- **WHAT YOU ARE ASKED TO DO**
Below are some records. How many of their lines contain the string "Result"? Answer with the number alone.

- **DATA TO PROCESS**
○ ○ ○ ○ ○ ○ ○

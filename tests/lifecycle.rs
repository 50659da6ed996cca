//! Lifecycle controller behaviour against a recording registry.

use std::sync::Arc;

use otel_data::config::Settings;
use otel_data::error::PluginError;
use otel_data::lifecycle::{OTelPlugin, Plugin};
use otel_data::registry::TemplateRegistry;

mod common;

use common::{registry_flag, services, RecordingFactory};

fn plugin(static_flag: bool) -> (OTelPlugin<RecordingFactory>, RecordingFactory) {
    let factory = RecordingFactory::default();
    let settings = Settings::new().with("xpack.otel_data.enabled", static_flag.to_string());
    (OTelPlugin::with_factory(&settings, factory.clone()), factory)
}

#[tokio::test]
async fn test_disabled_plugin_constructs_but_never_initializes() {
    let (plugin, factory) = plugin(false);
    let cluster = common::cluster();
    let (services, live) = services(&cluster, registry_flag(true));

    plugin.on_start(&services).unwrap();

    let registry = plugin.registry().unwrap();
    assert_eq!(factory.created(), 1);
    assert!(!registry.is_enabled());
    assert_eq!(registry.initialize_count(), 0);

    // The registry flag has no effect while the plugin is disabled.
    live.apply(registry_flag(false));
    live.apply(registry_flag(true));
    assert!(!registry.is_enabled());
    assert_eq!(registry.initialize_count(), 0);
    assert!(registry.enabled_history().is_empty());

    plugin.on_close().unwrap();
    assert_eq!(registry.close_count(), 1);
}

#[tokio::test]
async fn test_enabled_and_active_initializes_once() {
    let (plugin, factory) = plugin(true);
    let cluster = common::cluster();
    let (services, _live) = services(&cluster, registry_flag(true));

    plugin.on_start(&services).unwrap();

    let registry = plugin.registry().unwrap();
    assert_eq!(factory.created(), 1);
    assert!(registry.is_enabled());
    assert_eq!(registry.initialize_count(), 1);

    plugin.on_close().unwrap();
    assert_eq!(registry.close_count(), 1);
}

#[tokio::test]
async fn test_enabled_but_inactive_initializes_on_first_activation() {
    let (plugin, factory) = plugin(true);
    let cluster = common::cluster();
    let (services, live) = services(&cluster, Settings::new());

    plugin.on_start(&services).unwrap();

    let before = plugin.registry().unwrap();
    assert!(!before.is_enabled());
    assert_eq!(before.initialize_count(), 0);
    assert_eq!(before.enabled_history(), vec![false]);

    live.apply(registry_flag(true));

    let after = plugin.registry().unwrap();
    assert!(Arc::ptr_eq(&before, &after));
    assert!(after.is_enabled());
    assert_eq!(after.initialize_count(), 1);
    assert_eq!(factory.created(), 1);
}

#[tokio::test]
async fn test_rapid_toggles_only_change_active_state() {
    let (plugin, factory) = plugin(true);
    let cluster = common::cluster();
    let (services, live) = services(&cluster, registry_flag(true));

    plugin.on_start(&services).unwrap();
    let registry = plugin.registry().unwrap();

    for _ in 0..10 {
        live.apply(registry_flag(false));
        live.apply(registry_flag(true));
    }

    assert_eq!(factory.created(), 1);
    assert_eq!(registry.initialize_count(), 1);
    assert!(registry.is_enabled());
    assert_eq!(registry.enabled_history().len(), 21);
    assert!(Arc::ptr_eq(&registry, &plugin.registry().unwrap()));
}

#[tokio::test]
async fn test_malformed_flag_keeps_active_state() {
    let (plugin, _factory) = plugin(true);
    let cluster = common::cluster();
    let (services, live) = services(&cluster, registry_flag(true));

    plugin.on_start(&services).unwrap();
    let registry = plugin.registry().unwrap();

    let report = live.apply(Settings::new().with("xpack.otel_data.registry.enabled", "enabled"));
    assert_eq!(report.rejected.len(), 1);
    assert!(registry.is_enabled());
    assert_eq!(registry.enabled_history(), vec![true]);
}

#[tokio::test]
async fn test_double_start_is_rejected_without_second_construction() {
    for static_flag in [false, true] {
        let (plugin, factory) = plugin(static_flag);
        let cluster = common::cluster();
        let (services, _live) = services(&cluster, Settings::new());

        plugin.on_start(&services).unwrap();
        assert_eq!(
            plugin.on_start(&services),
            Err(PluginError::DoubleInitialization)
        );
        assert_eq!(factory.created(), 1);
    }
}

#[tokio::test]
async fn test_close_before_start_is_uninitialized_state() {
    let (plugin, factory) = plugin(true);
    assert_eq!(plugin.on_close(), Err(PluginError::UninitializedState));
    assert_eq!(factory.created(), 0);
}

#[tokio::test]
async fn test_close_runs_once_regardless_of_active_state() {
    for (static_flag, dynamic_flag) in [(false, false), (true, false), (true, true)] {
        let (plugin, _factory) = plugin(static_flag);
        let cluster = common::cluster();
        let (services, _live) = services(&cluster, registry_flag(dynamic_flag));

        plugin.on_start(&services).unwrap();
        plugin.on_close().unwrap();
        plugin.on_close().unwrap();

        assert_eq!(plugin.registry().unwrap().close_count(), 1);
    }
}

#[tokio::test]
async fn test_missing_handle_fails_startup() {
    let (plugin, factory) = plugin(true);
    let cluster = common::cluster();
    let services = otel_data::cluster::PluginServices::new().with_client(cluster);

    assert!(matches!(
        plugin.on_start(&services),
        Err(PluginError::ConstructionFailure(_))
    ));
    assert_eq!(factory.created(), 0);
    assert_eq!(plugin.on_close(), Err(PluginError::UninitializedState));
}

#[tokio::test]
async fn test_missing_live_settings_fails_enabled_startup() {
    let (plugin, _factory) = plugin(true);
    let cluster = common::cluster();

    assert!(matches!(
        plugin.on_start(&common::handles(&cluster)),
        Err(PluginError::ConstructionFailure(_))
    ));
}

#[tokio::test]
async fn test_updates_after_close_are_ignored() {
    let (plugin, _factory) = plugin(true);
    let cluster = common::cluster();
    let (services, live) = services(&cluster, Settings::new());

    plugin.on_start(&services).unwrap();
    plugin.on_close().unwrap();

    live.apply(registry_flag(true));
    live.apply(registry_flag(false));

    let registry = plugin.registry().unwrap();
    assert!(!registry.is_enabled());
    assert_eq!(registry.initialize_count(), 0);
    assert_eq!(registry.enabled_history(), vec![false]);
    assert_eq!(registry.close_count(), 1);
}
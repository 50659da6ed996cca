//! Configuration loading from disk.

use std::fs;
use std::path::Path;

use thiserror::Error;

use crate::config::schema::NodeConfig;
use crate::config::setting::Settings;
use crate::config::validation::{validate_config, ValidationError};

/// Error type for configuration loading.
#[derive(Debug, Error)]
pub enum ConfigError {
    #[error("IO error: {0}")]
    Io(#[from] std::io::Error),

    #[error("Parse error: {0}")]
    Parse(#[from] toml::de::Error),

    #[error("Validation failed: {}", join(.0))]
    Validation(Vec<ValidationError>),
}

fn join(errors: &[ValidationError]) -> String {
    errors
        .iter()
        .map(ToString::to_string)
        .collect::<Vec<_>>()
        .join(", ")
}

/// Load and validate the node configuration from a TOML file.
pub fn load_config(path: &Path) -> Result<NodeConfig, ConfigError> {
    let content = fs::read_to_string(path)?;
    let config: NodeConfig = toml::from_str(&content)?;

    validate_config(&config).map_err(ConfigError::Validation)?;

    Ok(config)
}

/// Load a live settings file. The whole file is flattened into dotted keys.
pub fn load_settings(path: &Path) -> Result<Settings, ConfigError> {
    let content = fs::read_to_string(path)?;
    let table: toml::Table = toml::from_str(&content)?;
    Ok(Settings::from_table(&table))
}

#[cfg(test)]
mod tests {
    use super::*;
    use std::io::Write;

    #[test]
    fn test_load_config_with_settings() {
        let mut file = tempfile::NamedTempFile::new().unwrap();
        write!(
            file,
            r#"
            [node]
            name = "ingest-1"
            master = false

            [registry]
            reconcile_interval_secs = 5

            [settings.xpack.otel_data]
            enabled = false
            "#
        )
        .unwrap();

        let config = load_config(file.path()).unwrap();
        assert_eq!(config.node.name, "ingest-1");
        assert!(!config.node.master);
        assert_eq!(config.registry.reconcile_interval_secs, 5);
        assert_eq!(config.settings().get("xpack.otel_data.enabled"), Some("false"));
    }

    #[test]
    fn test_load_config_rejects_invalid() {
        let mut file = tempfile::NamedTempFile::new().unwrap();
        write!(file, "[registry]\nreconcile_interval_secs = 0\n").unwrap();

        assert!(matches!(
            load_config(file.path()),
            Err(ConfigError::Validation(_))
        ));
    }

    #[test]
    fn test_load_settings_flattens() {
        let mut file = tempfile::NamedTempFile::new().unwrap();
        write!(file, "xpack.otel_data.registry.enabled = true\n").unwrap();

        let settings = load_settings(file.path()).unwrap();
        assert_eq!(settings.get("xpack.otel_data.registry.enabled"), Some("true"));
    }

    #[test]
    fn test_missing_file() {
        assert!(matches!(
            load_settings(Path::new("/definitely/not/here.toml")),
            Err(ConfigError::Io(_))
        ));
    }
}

○ ○ ○ ○ ○ ○ ○

- **WRITTEN ANSWER**
2